## THE TASK
Of the records that follow, copy only the lines from the line containing "app.init_resource::<Time>()" to the line containing "for spawn in", both included, exactly as written.
•••
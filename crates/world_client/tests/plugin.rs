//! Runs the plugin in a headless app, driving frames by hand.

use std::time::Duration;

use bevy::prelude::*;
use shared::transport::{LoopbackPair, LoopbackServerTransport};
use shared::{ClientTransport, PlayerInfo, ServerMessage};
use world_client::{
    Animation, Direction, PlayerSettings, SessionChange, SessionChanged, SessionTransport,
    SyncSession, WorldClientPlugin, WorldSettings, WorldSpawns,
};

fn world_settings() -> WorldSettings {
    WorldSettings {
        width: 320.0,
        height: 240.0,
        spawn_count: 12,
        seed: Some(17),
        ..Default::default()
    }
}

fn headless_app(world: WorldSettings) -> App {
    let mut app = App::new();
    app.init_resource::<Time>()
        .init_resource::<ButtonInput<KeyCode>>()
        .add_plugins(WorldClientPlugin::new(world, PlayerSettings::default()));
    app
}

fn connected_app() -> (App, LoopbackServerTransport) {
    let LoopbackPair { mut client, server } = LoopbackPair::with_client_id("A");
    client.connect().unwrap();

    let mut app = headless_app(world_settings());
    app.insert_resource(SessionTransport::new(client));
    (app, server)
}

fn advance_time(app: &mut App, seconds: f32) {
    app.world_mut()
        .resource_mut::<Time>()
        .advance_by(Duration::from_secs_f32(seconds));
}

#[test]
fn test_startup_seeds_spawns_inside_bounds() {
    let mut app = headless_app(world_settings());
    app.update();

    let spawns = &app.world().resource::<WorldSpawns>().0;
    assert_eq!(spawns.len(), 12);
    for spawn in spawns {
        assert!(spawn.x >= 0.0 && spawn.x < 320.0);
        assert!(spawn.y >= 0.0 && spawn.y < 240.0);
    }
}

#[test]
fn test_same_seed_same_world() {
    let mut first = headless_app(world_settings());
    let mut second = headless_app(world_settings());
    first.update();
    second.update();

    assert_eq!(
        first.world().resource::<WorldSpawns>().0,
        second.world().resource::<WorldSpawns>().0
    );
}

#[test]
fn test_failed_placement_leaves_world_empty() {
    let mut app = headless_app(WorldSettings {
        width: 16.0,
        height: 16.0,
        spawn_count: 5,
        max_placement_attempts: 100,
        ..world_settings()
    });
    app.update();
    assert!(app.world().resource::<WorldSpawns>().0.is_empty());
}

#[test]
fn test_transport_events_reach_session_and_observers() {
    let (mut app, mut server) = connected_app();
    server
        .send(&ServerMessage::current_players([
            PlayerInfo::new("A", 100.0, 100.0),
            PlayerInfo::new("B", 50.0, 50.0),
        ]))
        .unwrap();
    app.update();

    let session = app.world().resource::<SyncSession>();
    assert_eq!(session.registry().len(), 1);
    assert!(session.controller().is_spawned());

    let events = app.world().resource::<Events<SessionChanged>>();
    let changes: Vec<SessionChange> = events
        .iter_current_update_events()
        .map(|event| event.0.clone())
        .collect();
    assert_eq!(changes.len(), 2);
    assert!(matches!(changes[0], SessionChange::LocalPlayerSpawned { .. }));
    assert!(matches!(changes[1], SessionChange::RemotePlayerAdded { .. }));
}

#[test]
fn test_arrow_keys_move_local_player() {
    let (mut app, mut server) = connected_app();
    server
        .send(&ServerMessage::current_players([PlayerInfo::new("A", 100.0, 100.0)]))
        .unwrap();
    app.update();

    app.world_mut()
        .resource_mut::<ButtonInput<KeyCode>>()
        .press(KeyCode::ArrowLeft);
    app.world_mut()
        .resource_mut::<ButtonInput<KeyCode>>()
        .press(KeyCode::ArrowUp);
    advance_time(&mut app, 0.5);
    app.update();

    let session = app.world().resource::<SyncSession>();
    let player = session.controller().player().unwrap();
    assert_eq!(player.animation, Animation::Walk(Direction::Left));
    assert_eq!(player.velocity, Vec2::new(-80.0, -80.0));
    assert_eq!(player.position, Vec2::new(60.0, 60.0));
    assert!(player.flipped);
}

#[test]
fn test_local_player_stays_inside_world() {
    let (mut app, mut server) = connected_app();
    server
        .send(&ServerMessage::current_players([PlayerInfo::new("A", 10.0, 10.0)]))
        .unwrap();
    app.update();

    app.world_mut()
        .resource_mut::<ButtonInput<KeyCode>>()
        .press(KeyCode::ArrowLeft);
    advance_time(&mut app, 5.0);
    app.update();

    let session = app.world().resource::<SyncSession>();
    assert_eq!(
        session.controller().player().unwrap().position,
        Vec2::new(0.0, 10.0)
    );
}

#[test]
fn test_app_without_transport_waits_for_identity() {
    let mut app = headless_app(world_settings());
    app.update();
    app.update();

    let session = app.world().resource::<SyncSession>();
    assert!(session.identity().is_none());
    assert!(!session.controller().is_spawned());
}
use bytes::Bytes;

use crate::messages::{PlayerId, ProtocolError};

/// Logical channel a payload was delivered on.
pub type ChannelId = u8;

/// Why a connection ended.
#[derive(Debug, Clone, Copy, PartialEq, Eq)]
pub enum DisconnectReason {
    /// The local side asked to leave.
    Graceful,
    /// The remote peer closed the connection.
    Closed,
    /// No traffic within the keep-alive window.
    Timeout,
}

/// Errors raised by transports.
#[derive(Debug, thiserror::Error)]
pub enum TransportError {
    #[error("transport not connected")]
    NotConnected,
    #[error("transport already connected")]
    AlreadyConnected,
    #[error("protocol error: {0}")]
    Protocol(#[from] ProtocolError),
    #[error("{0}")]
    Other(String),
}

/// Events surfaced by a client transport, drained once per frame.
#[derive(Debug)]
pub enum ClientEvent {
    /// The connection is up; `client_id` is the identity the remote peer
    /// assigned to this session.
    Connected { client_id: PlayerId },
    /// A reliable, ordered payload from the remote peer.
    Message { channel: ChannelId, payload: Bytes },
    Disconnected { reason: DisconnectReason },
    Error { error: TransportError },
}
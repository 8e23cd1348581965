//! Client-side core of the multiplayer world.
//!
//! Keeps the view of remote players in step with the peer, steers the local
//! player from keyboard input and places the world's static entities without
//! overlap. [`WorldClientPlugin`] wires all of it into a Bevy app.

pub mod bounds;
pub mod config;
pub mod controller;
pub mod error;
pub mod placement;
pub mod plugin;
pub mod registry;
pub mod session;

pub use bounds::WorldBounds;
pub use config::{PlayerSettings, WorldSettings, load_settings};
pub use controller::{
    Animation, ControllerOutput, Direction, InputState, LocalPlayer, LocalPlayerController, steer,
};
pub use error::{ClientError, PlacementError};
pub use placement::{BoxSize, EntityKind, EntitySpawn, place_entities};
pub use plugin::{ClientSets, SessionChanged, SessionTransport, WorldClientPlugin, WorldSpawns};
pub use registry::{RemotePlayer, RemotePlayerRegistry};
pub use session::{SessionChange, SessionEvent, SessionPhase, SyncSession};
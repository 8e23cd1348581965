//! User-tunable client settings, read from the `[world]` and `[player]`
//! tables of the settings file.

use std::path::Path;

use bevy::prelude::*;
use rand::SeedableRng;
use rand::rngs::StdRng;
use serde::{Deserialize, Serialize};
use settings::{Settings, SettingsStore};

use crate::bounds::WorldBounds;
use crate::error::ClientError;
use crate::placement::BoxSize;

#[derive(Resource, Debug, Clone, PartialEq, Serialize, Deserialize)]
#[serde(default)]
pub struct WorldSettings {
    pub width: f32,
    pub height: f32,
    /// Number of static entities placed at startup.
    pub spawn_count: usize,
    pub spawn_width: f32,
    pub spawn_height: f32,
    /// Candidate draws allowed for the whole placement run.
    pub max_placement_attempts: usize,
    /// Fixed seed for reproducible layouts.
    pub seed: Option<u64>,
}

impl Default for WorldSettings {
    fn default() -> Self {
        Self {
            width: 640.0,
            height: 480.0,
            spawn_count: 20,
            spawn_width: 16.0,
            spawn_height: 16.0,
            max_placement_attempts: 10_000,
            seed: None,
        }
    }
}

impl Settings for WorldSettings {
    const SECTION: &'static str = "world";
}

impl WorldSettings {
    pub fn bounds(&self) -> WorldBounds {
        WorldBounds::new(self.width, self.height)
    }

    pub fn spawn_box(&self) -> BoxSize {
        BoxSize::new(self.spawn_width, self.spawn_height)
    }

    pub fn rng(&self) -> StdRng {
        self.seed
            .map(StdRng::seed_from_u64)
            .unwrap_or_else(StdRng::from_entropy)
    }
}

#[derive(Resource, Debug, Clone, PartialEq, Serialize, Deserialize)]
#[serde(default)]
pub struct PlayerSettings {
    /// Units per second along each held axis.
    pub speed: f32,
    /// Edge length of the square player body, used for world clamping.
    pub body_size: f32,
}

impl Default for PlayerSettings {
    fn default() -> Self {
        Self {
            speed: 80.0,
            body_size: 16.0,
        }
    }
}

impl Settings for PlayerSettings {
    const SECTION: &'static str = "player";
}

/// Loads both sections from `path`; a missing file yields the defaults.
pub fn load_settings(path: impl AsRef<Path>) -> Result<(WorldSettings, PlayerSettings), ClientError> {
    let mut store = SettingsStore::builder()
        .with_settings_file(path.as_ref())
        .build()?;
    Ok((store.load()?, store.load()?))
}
•••
## RESULT
    app.init_resource::<Time>()
        .init_resource::<ButtonInput<KeyCode>>()
        .add_plugins(WorldClientPlugin::new(world, PlayerSettings::default()));
    app
}

fn connected_app() -> (App, LoopbackServerTransport) {
    let LoopbackPair { mut client, server } = LoopbackPair::with_client_id("A");
    client.connect().unwrap();

    let mut app = headless_app(world_settings());
    app.insert_resource(SessionTransport::new(client));
    (app, server)
}

fn advance_time(app: &mut App, seconds: f32) {
    app.world_mut()
        .resource_mut::<Time>()
        .advance_by(Duration::from_secs_f32(seconds));
}

#[test]
fn test_startup_seeds_spawns_inside_bounds() {
    let mut app = headless_app(world_settings());
    app.update();

    let spawns = &app.world().resource::<WorldSpawns>().0;
    assert_eq!(spawns.len(), 12);
    for spawn in spawns {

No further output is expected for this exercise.